● Assigned task:
Among the records that follow, find each line holding the word "custom" and copy it.

▬▬▬▬▬▬▬▬▬▬

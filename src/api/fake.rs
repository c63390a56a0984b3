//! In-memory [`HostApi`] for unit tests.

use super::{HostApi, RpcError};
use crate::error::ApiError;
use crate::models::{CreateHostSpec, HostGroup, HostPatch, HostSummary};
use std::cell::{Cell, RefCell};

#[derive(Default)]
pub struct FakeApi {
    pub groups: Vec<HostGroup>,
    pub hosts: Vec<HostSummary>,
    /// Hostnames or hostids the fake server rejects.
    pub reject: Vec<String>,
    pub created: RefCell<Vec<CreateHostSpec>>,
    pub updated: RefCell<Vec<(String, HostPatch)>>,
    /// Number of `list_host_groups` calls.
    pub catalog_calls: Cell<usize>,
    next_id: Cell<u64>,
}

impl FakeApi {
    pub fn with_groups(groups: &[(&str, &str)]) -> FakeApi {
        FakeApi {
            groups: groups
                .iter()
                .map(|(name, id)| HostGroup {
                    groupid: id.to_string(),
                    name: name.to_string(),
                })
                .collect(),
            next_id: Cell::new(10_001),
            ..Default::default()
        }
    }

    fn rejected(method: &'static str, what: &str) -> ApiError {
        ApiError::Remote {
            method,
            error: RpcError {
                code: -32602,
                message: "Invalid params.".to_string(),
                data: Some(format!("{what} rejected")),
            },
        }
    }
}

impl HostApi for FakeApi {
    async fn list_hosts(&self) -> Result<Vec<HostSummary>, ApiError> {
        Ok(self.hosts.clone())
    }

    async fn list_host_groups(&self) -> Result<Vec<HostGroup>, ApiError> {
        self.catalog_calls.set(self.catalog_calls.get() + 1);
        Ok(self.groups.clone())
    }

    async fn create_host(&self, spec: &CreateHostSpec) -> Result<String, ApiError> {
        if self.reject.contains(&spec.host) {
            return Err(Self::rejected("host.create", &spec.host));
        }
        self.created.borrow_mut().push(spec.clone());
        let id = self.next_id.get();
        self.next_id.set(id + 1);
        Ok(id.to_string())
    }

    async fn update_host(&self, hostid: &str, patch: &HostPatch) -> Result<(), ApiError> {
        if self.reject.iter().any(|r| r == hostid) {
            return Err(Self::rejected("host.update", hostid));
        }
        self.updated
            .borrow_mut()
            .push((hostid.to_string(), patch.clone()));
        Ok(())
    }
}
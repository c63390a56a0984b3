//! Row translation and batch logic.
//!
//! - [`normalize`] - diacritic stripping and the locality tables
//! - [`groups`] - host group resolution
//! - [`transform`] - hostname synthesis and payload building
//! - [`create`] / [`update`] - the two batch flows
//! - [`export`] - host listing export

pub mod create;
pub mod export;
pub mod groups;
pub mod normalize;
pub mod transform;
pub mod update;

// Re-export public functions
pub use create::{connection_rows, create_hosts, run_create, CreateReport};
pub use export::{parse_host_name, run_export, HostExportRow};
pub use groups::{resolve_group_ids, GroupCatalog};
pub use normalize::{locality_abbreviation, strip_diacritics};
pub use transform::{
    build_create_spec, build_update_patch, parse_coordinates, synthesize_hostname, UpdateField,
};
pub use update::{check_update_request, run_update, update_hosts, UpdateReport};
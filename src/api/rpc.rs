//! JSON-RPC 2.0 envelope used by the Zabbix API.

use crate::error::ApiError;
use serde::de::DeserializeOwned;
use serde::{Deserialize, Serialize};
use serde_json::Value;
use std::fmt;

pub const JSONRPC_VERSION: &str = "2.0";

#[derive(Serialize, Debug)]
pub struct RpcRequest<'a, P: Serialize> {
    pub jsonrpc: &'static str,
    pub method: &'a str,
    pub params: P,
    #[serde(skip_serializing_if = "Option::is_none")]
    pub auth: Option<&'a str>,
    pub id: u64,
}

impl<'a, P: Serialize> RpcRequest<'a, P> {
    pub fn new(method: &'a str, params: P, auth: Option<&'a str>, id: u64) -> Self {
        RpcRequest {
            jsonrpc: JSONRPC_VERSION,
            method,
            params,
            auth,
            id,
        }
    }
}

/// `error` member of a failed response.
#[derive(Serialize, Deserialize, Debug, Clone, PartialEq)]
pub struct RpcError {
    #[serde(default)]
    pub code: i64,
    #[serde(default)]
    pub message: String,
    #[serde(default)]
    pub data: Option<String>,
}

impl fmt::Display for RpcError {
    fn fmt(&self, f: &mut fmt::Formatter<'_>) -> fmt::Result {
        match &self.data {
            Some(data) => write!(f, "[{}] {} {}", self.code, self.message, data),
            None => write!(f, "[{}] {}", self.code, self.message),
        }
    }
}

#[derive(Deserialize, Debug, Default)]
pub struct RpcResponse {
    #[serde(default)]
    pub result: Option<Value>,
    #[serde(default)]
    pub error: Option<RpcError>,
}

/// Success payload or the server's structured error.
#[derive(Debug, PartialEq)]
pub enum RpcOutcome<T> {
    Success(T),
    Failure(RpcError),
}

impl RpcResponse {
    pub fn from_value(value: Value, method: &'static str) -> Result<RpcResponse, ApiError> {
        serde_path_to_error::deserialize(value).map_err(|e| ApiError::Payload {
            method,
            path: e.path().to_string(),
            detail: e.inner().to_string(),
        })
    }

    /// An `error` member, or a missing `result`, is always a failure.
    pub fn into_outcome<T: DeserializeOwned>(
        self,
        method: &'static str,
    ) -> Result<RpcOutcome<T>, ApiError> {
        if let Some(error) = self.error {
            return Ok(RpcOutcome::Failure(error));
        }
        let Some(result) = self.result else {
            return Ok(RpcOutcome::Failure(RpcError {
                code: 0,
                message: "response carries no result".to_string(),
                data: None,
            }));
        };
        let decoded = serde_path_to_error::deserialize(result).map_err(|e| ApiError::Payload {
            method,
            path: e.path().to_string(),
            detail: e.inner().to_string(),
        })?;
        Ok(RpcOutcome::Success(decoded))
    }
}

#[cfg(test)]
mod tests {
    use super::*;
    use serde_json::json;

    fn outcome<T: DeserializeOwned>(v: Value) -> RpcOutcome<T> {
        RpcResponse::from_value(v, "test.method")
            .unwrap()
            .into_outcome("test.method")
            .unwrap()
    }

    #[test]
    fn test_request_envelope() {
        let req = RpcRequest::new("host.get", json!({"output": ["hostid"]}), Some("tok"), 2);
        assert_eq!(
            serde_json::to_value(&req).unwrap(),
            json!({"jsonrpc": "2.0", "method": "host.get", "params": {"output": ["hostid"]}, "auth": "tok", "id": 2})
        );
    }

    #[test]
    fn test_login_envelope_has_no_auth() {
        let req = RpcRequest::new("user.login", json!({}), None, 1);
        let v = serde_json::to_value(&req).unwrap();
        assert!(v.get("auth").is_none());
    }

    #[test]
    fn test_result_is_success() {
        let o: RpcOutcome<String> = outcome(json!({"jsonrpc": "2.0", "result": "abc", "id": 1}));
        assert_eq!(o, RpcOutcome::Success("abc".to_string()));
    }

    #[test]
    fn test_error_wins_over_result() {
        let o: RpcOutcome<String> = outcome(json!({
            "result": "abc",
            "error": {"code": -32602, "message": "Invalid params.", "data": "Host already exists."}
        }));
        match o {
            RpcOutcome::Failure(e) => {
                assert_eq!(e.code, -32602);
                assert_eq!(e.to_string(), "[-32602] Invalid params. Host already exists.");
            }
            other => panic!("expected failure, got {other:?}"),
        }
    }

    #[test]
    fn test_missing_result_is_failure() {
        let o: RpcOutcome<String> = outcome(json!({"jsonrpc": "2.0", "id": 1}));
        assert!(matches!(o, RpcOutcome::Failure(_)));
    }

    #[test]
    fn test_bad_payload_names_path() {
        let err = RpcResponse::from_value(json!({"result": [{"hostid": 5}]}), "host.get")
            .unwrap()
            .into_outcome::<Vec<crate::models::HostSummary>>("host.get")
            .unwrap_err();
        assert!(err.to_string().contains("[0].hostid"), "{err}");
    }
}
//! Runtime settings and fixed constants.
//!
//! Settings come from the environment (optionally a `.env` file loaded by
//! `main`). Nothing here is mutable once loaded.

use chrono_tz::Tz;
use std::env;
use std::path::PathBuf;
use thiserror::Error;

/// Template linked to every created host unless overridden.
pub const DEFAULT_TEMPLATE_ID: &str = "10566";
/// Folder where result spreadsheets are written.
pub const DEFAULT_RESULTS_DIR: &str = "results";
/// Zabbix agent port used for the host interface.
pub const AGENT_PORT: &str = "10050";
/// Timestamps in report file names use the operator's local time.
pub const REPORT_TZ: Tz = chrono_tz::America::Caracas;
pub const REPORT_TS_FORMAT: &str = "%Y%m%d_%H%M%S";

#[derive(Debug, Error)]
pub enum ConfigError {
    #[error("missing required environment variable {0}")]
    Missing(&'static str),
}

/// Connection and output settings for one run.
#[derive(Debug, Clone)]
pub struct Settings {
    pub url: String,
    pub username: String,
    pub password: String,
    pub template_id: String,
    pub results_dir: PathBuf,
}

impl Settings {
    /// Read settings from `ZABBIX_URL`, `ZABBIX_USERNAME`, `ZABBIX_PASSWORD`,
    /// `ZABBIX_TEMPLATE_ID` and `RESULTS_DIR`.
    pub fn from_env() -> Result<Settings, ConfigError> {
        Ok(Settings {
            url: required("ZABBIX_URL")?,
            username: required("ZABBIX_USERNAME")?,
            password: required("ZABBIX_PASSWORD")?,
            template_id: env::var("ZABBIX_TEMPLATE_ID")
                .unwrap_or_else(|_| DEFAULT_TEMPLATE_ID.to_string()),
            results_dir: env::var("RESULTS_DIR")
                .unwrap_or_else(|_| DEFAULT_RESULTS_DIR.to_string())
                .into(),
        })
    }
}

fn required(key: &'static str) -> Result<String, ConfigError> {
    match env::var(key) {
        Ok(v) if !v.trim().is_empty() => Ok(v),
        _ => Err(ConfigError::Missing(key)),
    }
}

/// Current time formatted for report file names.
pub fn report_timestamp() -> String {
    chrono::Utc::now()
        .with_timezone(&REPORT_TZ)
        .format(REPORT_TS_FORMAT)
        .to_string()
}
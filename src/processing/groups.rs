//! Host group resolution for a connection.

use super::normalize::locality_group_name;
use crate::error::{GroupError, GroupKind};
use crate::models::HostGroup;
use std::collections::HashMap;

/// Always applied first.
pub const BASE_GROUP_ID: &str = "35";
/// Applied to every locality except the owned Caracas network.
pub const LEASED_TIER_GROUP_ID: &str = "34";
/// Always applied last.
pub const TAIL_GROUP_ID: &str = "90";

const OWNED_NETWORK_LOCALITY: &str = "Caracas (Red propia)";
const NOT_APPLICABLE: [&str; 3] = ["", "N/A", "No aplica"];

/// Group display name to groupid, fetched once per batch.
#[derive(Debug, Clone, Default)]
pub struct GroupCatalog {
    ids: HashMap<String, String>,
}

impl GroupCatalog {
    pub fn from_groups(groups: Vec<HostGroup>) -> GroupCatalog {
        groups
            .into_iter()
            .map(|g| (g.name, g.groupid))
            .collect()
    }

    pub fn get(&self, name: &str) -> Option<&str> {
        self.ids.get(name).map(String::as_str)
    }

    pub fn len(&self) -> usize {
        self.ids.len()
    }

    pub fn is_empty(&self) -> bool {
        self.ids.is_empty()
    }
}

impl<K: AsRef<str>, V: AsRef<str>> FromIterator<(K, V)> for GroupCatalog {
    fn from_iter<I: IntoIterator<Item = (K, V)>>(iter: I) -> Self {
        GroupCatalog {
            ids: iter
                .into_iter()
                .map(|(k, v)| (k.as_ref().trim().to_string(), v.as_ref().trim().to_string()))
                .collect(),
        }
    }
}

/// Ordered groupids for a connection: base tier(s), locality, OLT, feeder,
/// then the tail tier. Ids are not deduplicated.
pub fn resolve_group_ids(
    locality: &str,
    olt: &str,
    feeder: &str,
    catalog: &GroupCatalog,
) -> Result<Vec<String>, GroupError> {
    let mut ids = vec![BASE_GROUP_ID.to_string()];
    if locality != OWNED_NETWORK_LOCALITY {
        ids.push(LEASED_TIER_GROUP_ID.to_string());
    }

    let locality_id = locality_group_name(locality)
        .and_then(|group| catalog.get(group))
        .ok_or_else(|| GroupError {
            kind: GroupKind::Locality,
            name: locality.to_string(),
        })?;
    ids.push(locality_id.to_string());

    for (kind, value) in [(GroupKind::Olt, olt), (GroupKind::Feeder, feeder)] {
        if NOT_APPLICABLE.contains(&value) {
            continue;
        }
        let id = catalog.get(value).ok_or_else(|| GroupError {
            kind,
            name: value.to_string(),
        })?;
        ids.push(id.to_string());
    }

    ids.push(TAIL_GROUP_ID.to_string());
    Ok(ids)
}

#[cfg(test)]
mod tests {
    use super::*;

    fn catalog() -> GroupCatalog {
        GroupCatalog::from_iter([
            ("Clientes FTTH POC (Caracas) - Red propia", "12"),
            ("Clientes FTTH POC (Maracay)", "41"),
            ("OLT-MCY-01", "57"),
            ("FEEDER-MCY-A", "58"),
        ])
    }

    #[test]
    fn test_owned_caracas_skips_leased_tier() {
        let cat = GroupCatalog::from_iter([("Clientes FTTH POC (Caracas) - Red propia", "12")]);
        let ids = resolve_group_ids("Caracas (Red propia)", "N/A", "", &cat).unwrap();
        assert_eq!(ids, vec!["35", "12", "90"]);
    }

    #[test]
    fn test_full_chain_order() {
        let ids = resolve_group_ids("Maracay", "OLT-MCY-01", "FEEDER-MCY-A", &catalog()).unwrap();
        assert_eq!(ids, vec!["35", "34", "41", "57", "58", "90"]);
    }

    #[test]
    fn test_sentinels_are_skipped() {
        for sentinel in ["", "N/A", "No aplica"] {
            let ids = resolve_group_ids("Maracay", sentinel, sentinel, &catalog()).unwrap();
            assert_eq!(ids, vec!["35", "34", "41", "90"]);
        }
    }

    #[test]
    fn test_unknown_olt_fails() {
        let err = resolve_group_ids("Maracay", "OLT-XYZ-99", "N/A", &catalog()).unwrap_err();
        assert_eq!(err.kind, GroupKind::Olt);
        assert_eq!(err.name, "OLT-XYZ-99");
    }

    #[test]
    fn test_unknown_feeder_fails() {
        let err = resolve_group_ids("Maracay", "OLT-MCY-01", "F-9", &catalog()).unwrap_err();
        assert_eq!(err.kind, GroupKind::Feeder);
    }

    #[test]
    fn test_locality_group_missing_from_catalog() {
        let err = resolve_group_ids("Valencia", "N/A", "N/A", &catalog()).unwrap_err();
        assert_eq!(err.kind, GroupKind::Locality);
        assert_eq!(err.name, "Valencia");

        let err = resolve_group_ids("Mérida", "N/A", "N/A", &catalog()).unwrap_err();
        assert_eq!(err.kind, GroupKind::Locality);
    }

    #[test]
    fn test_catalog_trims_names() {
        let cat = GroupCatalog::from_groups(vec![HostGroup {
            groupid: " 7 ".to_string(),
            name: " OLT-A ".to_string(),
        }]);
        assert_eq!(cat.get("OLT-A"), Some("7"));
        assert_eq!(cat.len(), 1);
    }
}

▬▬▬▬▬▬▬▬▬▬

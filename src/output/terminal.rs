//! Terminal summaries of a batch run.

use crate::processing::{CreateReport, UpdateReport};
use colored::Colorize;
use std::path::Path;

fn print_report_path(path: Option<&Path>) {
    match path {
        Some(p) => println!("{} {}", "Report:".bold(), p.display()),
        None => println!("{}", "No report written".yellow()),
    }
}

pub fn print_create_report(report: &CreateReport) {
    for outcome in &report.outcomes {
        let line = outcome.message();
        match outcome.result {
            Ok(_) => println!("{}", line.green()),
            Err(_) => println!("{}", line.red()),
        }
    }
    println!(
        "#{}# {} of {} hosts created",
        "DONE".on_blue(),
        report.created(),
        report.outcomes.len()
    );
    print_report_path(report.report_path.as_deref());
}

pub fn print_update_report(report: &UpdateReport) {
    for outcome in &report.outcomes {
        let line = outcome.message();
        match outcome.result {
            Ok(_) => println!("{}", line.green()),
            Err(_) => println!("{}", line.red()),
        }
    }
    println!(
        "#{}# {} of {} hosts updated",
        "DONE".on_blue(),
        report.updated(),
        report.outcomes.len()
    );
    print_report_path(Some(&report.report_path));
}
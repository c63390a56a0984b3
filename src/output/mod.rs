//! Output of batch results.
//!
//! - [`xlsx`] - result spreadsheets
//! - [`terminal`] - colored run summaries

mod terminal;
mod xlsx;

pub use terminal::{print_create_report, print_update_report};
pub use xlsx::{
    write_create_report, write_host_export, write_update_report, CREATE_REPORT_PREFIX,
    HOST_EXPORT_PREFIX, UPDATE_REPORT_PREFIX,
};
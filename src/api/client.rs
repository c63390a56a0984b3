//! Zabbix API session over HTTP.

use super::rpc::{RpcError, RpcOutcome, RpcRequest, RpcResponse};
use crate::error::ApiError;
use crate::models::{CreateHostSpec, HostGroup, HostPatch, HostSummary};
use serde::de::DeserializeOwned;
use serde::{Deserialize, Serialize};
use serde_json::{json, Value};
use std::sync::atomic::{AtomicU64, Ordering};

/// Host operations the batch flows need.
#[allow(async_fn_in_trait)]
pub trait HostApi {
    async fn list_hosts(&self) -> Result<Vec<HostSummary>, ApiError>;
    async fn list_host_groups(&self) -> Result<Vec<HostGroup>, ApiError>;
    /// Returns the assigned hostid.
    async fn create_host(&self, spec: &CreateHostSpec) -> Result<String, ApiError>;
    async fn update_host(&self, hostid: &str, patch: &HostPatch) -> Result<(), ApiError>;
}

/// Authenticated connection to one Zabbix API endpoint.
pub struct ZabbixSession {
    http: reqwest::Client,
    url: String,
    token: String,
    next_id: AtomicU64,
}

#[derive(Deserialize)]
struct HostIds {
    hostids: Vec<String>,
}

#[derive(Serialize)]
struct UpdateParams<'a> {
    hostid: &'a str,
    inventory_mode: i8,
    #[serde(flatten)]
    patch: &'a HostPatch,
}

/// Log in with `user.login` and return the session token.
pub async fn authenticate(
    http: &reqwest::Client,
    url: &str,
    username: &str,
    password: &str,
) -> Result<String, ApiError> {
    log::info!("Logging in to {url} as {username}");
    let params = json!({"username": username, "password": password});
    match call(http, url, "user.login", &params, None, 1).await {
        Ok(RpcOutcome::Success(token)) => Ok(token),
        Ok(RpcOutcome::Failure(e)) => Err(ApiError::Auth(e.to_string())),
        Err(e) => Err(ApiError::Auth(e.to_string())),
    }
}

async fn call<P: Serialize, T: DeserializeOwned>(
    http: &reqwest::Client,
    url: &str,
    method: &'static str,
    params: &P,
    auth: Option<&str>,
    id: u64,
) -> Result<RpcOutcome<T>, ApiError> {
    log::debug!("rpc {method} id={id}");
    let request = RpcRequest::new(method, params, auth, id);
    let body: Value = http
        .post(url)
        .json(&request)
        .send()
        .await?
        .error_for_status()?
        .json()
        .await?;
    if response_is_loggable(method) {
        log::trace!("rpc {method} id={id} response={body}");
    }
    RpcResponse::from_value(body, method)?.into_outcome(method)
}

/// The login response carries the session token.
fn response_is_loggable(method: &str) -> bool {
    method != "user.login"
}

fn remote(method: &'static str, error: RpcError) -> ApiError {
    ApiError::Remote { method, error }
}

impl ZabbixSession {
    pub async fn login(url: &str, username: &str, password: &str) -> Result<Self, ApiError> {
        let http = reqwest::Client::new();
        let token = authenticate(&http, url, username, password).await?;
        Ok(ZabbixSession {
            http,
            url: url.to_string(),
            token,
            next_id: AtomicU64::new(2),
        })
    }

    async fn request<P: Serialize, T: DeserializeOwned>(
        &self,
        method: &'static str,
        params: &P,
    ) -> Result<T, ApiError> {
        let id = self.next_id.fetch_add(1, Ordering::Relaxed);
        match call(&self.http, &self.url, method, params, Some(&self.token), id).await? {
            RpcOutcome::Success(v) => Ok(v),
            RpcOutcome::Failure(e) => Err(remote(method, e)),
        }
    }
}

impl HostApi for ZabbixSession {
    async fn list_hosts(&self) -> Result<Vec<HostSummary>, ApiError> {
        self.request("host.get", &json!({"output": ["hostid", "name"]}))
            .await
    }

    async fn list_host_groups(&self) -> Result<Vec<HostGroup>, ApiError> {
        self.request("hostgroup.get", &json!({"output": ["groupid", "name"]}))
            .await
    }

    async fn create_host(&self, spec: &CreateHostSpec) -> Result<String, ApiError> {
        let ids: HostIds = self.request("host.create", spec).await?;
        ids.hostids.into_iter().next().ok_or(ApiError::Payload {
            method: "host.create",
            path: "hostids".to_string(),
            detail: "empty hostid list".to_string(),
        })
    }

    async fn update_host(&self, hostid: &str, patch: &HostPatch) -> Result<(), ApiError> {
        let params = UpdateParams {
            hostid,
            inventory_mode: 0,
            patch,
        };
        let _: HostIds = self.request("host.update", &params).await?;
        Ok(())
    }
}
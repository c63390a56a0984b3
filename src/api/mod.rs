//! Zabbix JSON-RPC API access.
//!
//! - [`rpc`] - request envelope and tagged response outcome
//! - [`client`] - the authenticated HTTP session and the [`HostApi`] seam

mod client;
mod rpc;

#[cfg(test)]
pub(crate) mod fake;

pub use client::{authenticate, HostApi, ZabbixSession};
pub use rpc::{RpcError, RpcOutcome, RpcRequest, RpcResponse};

▬▬▬▬▬▬▬▬▬▬

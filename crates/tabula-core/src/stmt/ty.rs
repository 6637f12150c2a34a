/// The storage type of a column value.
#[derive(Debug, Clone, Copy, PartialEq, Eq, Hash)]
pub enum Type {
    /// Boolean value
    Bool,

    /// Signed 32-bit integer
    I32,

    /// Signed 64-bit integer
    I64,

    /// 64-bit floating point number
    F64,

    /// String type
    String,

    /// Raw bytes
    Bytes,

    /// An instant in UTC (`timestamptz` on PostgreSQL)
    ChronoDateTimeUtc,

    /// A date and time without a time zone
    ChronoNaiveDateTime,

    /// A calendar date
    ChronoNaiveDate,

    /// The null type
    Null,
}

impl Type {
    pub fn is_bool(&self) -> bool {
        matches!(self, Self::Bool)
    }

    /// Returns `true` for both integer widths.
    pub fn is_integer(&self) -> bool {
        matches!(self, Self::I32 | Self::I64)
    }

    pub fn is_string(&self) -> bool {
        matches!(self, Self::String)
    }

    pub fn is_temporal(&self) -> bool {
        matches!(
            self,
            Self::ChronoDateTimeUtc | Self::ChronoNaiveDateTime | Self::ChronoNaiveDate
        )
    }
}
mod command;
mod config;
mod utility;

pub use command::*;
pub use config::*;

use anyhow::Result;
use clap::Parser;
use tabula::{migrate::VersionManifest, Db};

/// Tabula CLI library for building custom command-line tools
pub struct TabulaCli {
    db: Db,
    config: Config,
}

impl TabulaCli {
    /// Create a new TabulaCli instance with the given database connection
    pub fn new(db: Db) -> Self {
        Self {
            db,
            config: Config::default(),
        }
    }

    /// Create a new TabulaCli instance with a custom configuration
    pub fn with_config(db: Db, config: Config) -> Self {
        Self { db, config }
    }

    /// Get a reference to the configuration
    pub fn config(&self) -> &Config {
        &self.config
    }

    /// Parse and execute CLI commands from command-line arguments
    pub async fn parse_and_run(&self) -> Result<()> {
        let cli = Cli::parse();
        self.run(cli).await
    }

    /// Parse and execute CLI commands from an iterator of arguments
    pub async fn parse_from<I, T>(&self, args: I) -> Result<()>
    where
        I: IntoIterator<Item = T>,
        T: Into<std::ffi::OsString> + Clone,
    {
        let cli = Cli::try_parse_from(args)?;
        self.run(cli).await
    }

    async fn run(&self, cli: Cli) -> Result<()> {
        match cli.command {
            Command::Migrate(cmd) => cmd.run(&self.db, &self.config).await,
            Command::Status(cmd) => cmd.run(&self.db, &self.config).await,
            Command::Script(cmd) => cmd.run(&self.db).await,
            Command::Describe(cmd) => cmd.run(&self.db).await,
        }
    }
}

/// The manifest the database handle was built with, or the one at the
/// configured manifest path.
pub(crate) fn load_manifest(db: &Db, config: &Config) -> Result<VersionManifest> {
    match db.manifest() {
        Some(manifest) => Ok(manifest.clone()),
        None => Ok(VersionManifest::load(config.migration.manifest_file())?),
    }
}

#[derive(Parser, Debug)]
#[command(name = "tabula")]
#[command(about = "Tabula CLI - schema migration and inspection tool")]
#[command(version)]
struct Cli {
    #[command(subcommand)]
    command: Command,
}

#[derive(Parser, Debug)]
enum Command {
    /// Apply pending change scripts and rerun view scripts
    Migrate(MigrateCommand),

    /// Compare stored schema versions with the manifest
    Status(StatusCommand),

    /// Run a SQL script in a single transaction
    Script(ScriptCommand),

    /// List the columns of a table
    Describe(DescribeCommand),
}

▬▬▬▬▬▬▬▬▬▬

● Answer space:
/// Tabula CLI library for building custom command-line tools
    /// Create a new TabulaCli instance with a custom configuration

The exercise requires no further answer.